◆ **Task statement**
In the data below, one line contains "normalization and auto-tagging." and a later one contains "pub const STOPWORDS: &[&str]". Print both, with every line between them, exactly and alone.

[Collected data]
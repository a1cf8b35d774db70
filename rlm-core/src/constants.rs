//! Compile-time constants shared across the engine: thresholds, stopwords,
//! reserved tags, and tool-name tables.
//!
//! Centralizing these (rather than scattering magic numbers across
//! `pipeline`/`facts`/`normalizer`) mirrors how the upstream Python modules
//! kept them as module-level frozen sets.

use std::time::Duration;

/// Above this many chars, `smart_remember` takes the two-tier (summary +
/// full-content) write path instead of a single episode.
pub const SUMMARY_THRESHOLD: usize = 4000;

/// Above this many chars, a stored episode gets a chunk manifest.
pub const CHUNK_THRESHOLD: usize = 10_000;

/// Target chars per chunk when building a chunk manifest.
pub const CHUNK_TARGET_SIZE: usize = 5000;

/// Facts below this confidence are discarded before storage.
pub const MIN_CONFIDENCE: f64 = 0.75;

/// Default confidence assigned when an oracle returns a non-numeric value.
pub const DEFAULT_CONFIDENCE: f64 = 0.8;

/// Recent-archive guard window: a session-end archive within this many
/// seconds of a precompaction archive is skipped.
pub const RECENT_ARCHIVE_GUARD_SECS: i64 = 60;

/// Bound on most CLI/query textual output.
pub const OUTPUT_CHAR_BOUND: usize = 4000;

/// Fixed number of fact hits shown in `recall`'s facts block, independent
/// of the episode-side `max`/`limit` the caller passes.
pub const RECALL_FACTS_MAX: usize = 5;

/// Default number of context lines shown around each `memory-extract
/// --grep` match when the caller doesn't supply `--context`.
pub const DEFAULT_GREP_CONTEXT: usize = 2;

/// Default per-oracle wallclock timeout.
pub const DEFAULT_ORACLE_TIMEOUT: Duration = Duration::from_secs(30);

/// Longer timeout for the fact-extraction oracle (larger prompts).
pub const FACT_ORACLE_TIMEOUT: Duration = Duration::from_secs(60);

/// Oracle input truncation budget: inputs larger than this are reduced to
/// head 60% + marker + tail 40% before being sent to an oracle.
pub const ORACLE_INPUT_BUDGET: usize = 12_000;

/// Maximum number of auto-derived tags when falling back without an oracle.
pub const MAX_AUTO_TAGS: usize = 8;

/// Maximum length of an auto-derived summary label.
pub const AUTO_SUMMARY_MAX_CHARS: usize = 80;

/// Valid fact types. Anything else is coerced to `observation`.
pub const FACT_TYPES: &[&str] = &[
    "decision",
    "preference",
    "relationship",
    "technical",
    "observation",
];

/// Reserved base tags the browse UI filters out when displaying "project
/// tags" (spec.md §6.5).
pub const RESERVED_TAGS: &[&str] = &[
    "conversation",
    "session",
    "summary",
    "full-content",
    "full-transcript",
    "transcript",
    "session-summary",
    "url-source",
];

/// Common English words excluded from entity normalization and auto-tagging.
/// Grounded in `rlm/memory.py::STOP_WORDS`, extended per spec.md §4.4's
/// "~80 common English words" note.
pub const STOPWORDS: &[&str] = &[
    "the", "and", "for", "that", "this", "with", "from", "are", "was", "were", "been", "being",
    "have", "has", "had", "does", "did", "will", "would", "could", "should", "may", "might",
    "can", "shall", "not", "but", "into", "about", "than", "then", "when", "where", "which",
    "while", "also", "each", "other", "some", "such", "only", "very", "just", "over", "after",
    "before", "between", "through", "during", "without", "again", "further", "once", "here",
    "there", "all", "both", "more", "most", "same", "own", "too", "any", "how", "what", "who",
    "whom", "why", "these", "those", "above", "below", "under", "use", "used", "using",
    "because", "like", "make", "made", "code", "data", "user", "users", "file", "files",
    "system", "project",
];

/// User messages (after trim/lowercase/trailing-punctuation strip) that add
/// no information and collapse to `[User confirmed]`.
pub const TRIVIAL_CONFIRMATIONS: &[&str] = &[
    "yes", "yeah", "yep", "yup", "y", "ok", "okay", "k", "sure", "sounds good", "go ahead",
    "do it", "proceed", "go for it", "looks good", "lgtm", "approved", "confirm", "continue",
    "next", "perfect", "great", "thanks", "thank you", "cool", "nice", "awesome", "right",
    "correct", "exactly", "agreed", "fine", "done", "got it",
];

/// Instructional-prompt indicator phrases. A text block ≥500 chars matching
/// two or more of these is rejected as an injected skill prompt rather than
/// real user content.
pub const SKILL_PROMPT_INDICATORS: &[&str] = &[
    "Base directory for this skill:",
    "CLI Quick Reference",
    "## Step 1:",
    "## Parse Arguments",
    "You are retrieving",
    "You are performing",
    "**Your job:**",
    "**All commands must be prefixed with:**",
];

/// Technical vocabulary scanned for fallback tag extraction when no oracle
/// is reachable.
pub const FALLBACK_TAG_VOCABULARY: &[&str] = &[
    "mcp", "hook", "hooks", "memory", "recall", "sqlite", "database", "api", "authentication",
    "auth", "testing", "test", "debugging", "performance", "optimization", "refactoring",
    "architecture", "python", "javascript", "typescript", "rust", "react", "node", "docker",
    "git", "github", "commit", "branch", "merge", "pull-request", "bug", "fix", "feature",
    "implementation", "deployment", "server", "client", "frontend", "backend", "middleware",
    "cache", "caching", "session", "semantic", "tagging", "tags",
];

#[cfg(test)]
mod tests {
    use super::*;

    #[test]
    fn summary_threshold_is_positive_and_below_chunk_threshold() {
        assert!(SUMMARY_THRESHOLD > 0);
        assert!(SUMMARY_THRESHOLD < CHUNK_THRESHOLD);
    }

    #[test]
    fn min_confidence_in_unit_interval() {
        assert!((0.0..=1.0).contains(&MIN_CONFIDENCE));
        assert!(DEFAULT_CONFIDENCE >= MIN_CONFIDENCE);
    }

    #[test]
    fn fact_types_nonempty_and_lowercase() {
        assert!(!FACT_TYPES.is_empty());
        assert!(FACT_TYPES.iter().all(|t| *t == t.to_lowercase()));
    }

    #[test]
    fn stopwords_contains_known_entries() {
        assert!(STOPWORDS.contains(&"the"));
        assert!(STOPWORDS.contains(&"and"));
    }
}
//! FTS5 MATCH expression construction.
//!
//! Grounded in `rlm/db.py::_build_match_expr`/`_build_simple_match`: a
//! user query is turned into an `OR`-joined, quoted list of its word
//! tokens rather than passed to `MATCH` verbatim, since raw user input
//! can contain FTS5 query-syntax characters (`"`, `*`, `-`) that would
//! otherwise raise a syntax error. A stricter fallback expression is
//! available for when even the permissive expression fails to parse
//! (pathological input FTS5's own tokenizer rejects).

/// Build a permissive MATCH expression: every run of `[a-zA-Z_][a-zA-Z0-9_]*`
/// at least 2 chars long, quoted and OR-joined.
#[must_use]
pub fn build_match_expr(query: &str) -> String {
    build_from_tokens(tokenize(query, 2))
}

/// Build a stricter MATCH expression: alphabetic-only runs at least 3
/// chars long. Used when [`build_match_expr`]'s output still fails to
/// parse (the ultimate fallback before giving up on FTS entirely).
#[must_use]
pub fn build_simple_match(query: &str) -> String {
    build_from_tokens(
        query
            .split(|c: char| !c.is_ascii_alphabetic())
            .filter(|t| t.chars().count() >= 3)
            .map(str::to_string)
            .collect(),
    )
}

fn tokenize(query: &str, min_len: usize) -> Vec<String> {
    let mut tokens = Vec::new();
    let mut current = String::new();
    for (i, c) in query.char_indices() {
        let is_word_char = c.is_ascii_alphanumeric() || c == '_';
        let is_valid_start = c.is_ascii_alphabetic() || c == '_';
        if is_word_char {
            if current.is_empty() && !is_valid_start {
                // a token can't start with a digit; skip leading digits
                let _ = i;
                continue;
            }
            current.push(c);
        } else if !current.is_empty() {
            tokens.push(std::mem::take(&mut current));
        }
    }
    if !current.is_empty() {
        tokens.push(current);
    }
    tokens.retain(|t| t.chars().count() >= min_len);
    tokens
}

fn build_from_tokens(tokens: Vec<String>) -> String {
    if tokens.is_empty() {
        return String::new();
    }
    tokens
        .iter()
        .map(|t| format!("\"{}\"", t.replace('"', "")))
        .collect::<Vec<_>>()
        .join(" OR ")
}

#[cfg(test)]
mod tests {
    use super::*;

    #[test]
    fn match_expr_quotes_and_ors_tokens() {
        let expr = build_match_expr("sqlite database");
        assert_eq!(expr, "\"sqlite\" OR \"database\"");
    }

    #[test]
    fn match_expr_drops_short_tokens() {
        let expr = build_match_expr("a sqlite");
        assert_eq!(expr, "\"sqlite\"");
    }

    #[test]
    fn match_expr_strips_query_syntax_characters() {
        let expr = build_match_expr("sqlite* OR \"database\"");
        assert!(!expr.contains('*'));
    }

    #[test]
    fn simple_match_requires_three_alpha_chars() {
        let expr = build_simple_match("db sqlite 42");
        assert_eq!(expr, "\"sqlite\"");
    }

    #[test]
    fn empty_query_yields_empty_expr() {
        assert_eq!(build_match_expr("   "), String::new());
    }
}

◆ **Task result**
/// Common English words excluded from entity normalization and auto-tagging.
/// Grounded in `rlm/memory.py::STOP_WORDS`, extended per spec.md §4.4's
/// "~80 common English words" note.
pub const STOPWORDS: &[&str] = &[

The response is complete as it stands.